Maintenant, elle sait que les monstres, ce n'est pas dans le noir qu'ils se cachent, et c'est le moment où la porte s'ouvre sur la lumière du couloir qui l'effraie le plus. Dormir, c'est ce qu'il y a de plus facile, dans cette prison. Mais avant, il faut penser à répéter les mots pour se souvenir. Pour ne pas devenir comme les autres enfants qui oublient qui ils sont, ou comment parler.

« Je m'appelle Justine Dubois. Je suis née le 23 mars. Mon papa s'appelle Antoine. Ma maman s'appelle Marie. Et j'habite au château rouge. »

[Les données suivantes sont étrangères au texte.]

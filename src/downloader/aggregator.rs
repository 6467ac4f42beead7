//! Result aggregation
//!
//! Results arrive in completion order. Successes are keyed by identifier and
//! failures by submission index, so the final [`BackupReport`] is the same
//! for any arrival order.

use crate::downloader::item::{FetchFailure, FetchResult};
use crate::identifier::ShowIdentifier;
use crate::ShowRecord;
use futures::{Stream, StreamExt};
use serde::{Deserialize, Serialize};
use std::collections::{BTreeMap, BTreeSet};
use std::time::Duration;
use tracing::warn;

/// Counts for one run
#[derive(Debug, Clone, Copy, Default, PartialEq, Eq, Serialize, Deserialize)]
pub struct BackupSummary {
    /// Identifiers submitted
    pub requested: usize,
    /// Complete records
    pub succeeded: usize,
    /// Records without their episode list
    pub degraded: usize,
    /// Shows with no record
    pub failed: usize,
}

/// How a run ended, for exit-status purposes
#[derive(Debug, Clone, Copy, PartialEq, Eq, Serialize, Deserialize)]
#[serde(rename_all = "snake_case")]
pub enum BackupOutcome {
    /// Every show produced a complete record
    Complete,
    /// Some shows failed or are degraded
    Partial,
}

/// Per-worker claim statistics
#[derive(Debug, Clone, Copy, PartialEq, Eq, Serialize, Deserialize)]
pub struct WorkerStats {
    /// Worker index
    pub worker: usize,
    /// Shows this worker claimed and fetched
    pub claimed: usize,
}

/// Final snapshot handed to the output sink
#[derive(Debug, Clone, PartialEq)]
pub struct BackupReport {
    /// Counts
    pub summary: BackupSummary,
    /// Records (full and degraded) sorted by identifier
    pub shows: Vec<ShowRecord>,
    /// Failures in submission order
    pub failures: Vec<FetchFailure>,
    /// Wall-clock duration of the fetch phase
    pub elapsed: Duration,
    /// Claim counts per worker (empty when built by [`collect`])
    pub workers: Vec<WorkerStats>,
}

impl BackupReport {
    /// Whether the run was complete or partial
    pub fn outcome(&self) -> BackupOutcome {
        if self.summary.failed == 0 && self.summary.degraded == 0 {
            BackupOutcome::Complete
        } else {
            BackupOutcome::Partial
        }
    }

    /// Identifiers of failed shows, in submission order
    pub fn failed_ids(&self) -> Vec<ShowIdentifier> {
        self.failures.iter().map(|f| f.id).collect()
    }
}

/// Single-consumer accumulator for [`FetchResult`]s
#[derive(Debug, Default)]
pub struct Aggregator {
    shows: BTreeMap<ShowIdentifier, ShowRecord>,
    failures: BTreeMap<usize, FetchFailure>,
    seen: BTreeMap<usize, ShowIdentifier>,
    ids: BTreeSet<ShowIdentifier>,
}

impl Aggregator {
    /// Create an empty aggregator
    pub fn new() -> Self {
        Self::default()
    }

    /// Record the result for the identifier submitted at `index`.
    ///
    /// Returns `false` (and keeps the first result) if `index` or the
    /// identifier was already recorded, whether as a record or a failure.
    pub fn insert(&mut self, index: usize, result: FetchResult) -> bool {
        let id = result.id();
        if self.seen.contains_key(&index) {
            warn!(show_id = %id, index, "Duplicate result for submission slot ignored");
            return false;
        }
        if !self.ids.insert(id) {
            warn!(show_id = %id, index, "Second result for show ignored");
            return false;
        }

        match result {
            FetchResult::Success(record) => {
                self.shows.insert(id, record);
            }
            FetchResult::Failure(failure) => {
                self.failures.insert(index, failure);
            }
        }

        self.seen.insert(index, id);
        true
    }

    /// Whether a result for submission `index` was recorded
    pub fn contains_index(&self, index: usize) -> bool {
        self.seen.contains_key(&index)
    }

    /// Results recorded so far, one per distinct identifier
    pub fn len(&self) -> usize {
        self.seen.len()
    }

    /// Whether nothing was recorded yet
    pub fn is_empty(&self) -> bool {
        self.seen.is_empty()
    }

    /// Build the final report.
    pub fn finish(self, requested: usize, elapsed: Duration, workers: Vec<WorkerStats>) -> BackupReport {
        let degraded = self.shows.values().filter(|r| r.is_degraded()).count();
        let summary = BackupSummary {
            requested,
            succeeded: self.shows.len() - degraded,
            degraded,
            failed: self.failures.len(),
        };

        BackupReport {
            summary,
            shows: self.shows.into_values().collect(),
            failures: self.failures.into_values().collect(),
            elapsed,
            workers,
        }
    }
}

/// Consume a stream of results into a report.
///
/// Stream position is taken as the submission index for failure ordering.
pub async fn collect<S>(results: S) -> BackupReport
where
    S: Stream<Item = FetchResult>,
{
    let started = std::time::Instant::now();
    let mut aggregator = Aggregator::new();

    let mut results = std::pin::pin!(results.enumerate());
    while let Some((index, result)) = results.next().await {
        aggregator.insert(index, result);
    }

    let requested = aggregator.len();
    aggregator.finish(requested, started.elapsed(), Vec::new())
}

Une voix forte la réveille. Ce n'est pas normal. Justine colle son dos au mur contre lequel est placé son lit, serrant ses jambes contre son petit corps. Sa couverture remue, Justine peut entendre les frottements contre le vieux matelas puant. Sa main tâtonne pour l'attraper et la tirer vers elle. Elle ferme les yeux très fort pour se calmer et la couverture arrête de bouger. Dans le couloir, les voix sont nombreuses. Justine ne comprend pas ce qu'elles disent.

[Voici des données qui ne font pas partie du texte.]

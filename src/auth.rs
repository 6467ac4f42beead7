//! Credential exchange and session context
//!
//! Raw credentials are used exactly once, to obtain a [`Session`]. The
//! session is immutable after creation and is attached to every request by
//! the HTTP client adapter; nothing in the fetch pipeline reads or writes
//! credentials.

use crate::fetcher::api_config::{LegacyApiConfig, RpcApiConfig};
use crate::fetcher::http::ApiHttpClient;
use crate::fetcher::{ApiError, ApiResult, ErrorKind};
use md5::{Digest, Md5};
use reqwest::header::{AUTHORIZATION, COOKIE};
use reqwest::RequestBuilder;
use std::fmt;
use tracing::{debug, info};

/// Authenticated calling context
#[derive(Clone)]
pub enum Session {
    /// Legacy API: cookies returned by the login endpoint
    Cookie {
        /// Account name
        username: String,
        /// `name=value` pairs joined with `"; "`
        cookie: String,
    },
    /// JSON-RPC API: OAuth access token
    Bearer {
        /// Account name
        username: String,
        /// Access token
        token: String,
    },
}

impl Session {
    /// Account name the session belongs to
    pub fn username(&self) -> &str {
        match self {
            Session::Cookie { username, .. } | Session::Bearer { username, .. } => username,
        }
    }

    /// Attach the session to an outgoing request.
    pub fn apply(&self, request: RequestBuilder) -> RequestBuilder {
        match self {
            Session::Cookie { cookie, .. } if cookie.is_empty() => request,
            Session::Cookie { cookie, .. } => request.header(COOKIE, cookie),
            Session::Bearer { token, .. } => request.header(AUTHORIZATION, format!("Bearer {token}")),
        }
    }
}

impl fmt::Debug for Session {
    fn fmt(&self, f: &mut fmt::Formatter<'_>) -> fmt::Result {
        match self {
            Session::Cookie { username, .. } => f
                .debug_struct("Cookie")
                .field("username", username)
                .field("cookie", &"<redacted>")
                .finish(),
            Session::Bearer { username, .. } => f
                .debug_struct("Bearer")
                .field("username", username)
                .field("token", &"<redacted>")
                .finish(),
        }
    }
}

/// Login material for one of the API generations
#[derive(Clone)]
pub enum Credentials {
    /// Username and plain password for the legacy API
    Legacy {
        /// Account name
        username: String,
        /// Plain password; hashed before it leaves the process
        password: String,
    },
    /// OAuth password grant for the JSON-RPC API
    OAuth {
        /// OAuth client id
        client_id: String,
        /// OAuth client secret
        client_secret: String,
        /// Account name
        username: String,
        /// Account password
        password: String,
    },
}

impl fmt::Debug for Credentials {
    fn fmt(&self, f: &mut fmt::Formatter<'_>) -> fmt::Result {
        match self {
            Credentials::Legacy { username, .. } => f
                .debug_struct("Legacy")
                .field("username", username)
                .finish_non_exhaustive(),
            Credentials::OAuth {
                client_id, username, ..
            } => f
                .debug_struct("OAuth")
                .field("client_id", client_id)
                .field("username", username)
                .finish_non_exhaustive(),
        }
    }
}

impl Credentials {
    /// Legacy API credentials
    pub fn legacy(username: impl Into<String>, password: impl Into<String>) -> Self {
        Credentials::Legacy {
            username: username.into(),
            password: password.into(),
        }
    }

    /// OAuth credentials for the JSON-RPC API
    pub fn oauth(
        client_id: impl Into<String>,
        client_secret: impl Into<String>,
        username: impl Into<String>,
        password: impl Into<String>,
    ) -> Self {
        Credentials::OAuth {
            client_id: client_id.into(),
            client_secret: client_secret.into(),
            username: username.into(),
            password: password.into(),
        }
    }

    /// Account name
    pub fn username(&self) -> &str {
        match self {
            Credentials::Legacy { username, .. } | Credentials::OAuth { username, .. } => username,
        }
    }

    /// Log in to the legacy API and capture its session cookies.
    pub(crate) async fn login_legacy(
        &self,
        client: &ApiHttpClient,
        config: &LegacyApiConfig,
    ) -> ApiResult<Session> {
        let Credentials::Legacy { username, password } = self else {
            return Err(ApiError::new(
                ErrorKind::BadRequest,
                "API v1 requires username/password credentials",
            ));
        };

        debug!(username, "Logging in to legacy API");
        let params = [
            ("login", username.clone()),
            ("password", hash_password(password)),
        ];
        let cookies = client.fetch_cookies(&config.login_url(), &params).await?;

        info!(username, "Authenticated via API v1");
        Ok(Session::Cookie {
            username: username.clone(),
            cookie: cookies.join("; "),
        })
    }

    /// Exchange the password grant for an OAuth access token.
    pub(crate) async fn login_oauth(
        &self,
        client: &ApiHttpClient,
        config: &RpcApiConfig,
    ) -> ApiResult<Session> {
        let Credentials::OAuth {
            client_id,
            client_secret,
            username,
            password,
        } = self
        else {
            return Err(ApiError::new(
                ErrorKind::BadRequest,
                "API v2 requires OAuth client credentials",
            ));
        };

        debug!(username, client_id, "Requesting OAuth token");
        let form = [
            ("grant_type", "password"),
            ("client_id", client_id.as_str()),
            ("client_secret", client_secret.as_str()),
            ("username", username.as_str()),
            ("password", password.as_str()),
        ];
        let body = client.post_form(config.token_url, &form).await?;

        let token = body
            .get("access_token")
            .and_then(|v| v.as_str())
            .filter(|t| !t.is_empty())
            .ok_or_else(|| ApiError::parse("token response is missing access_token"))?;

        info!(username, "Authenticated via OAuth");
        Ok(Session::Bearer {
            username: username.clone(),
            token: token.to_string(),
        })
    }
}

/// Hex MD5 digest the legacy login endpoint expects instead of the password.
pub fn hash_password(password: &str) -> String {
    format!("{:x}", Md5::digest(password.as_bytes()))
}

Quand elle entend le verrou, elle rouvre les yeux. La lumière blanche l'aveugle un moment, mais elle voit vite que quelqu'un se tient à la porte. La personne fait un pas en avant et Justine essaie de reculer encore plus contre le mur.

« N'aie pas peur. Je m'appelle Axel. »

Il s'approche et Justine remarque qu'il est habillé bizarrement, mais pas comme ceux qui lui font du mal. Il pose un genou au sol à côté du lit et tend les bras vers elle. Pourquoi ? Elle n'ose pas bouger, et il recommence à parler :

« Je suis là pour te ramener chez toi. Comment t'appelles-tu ? »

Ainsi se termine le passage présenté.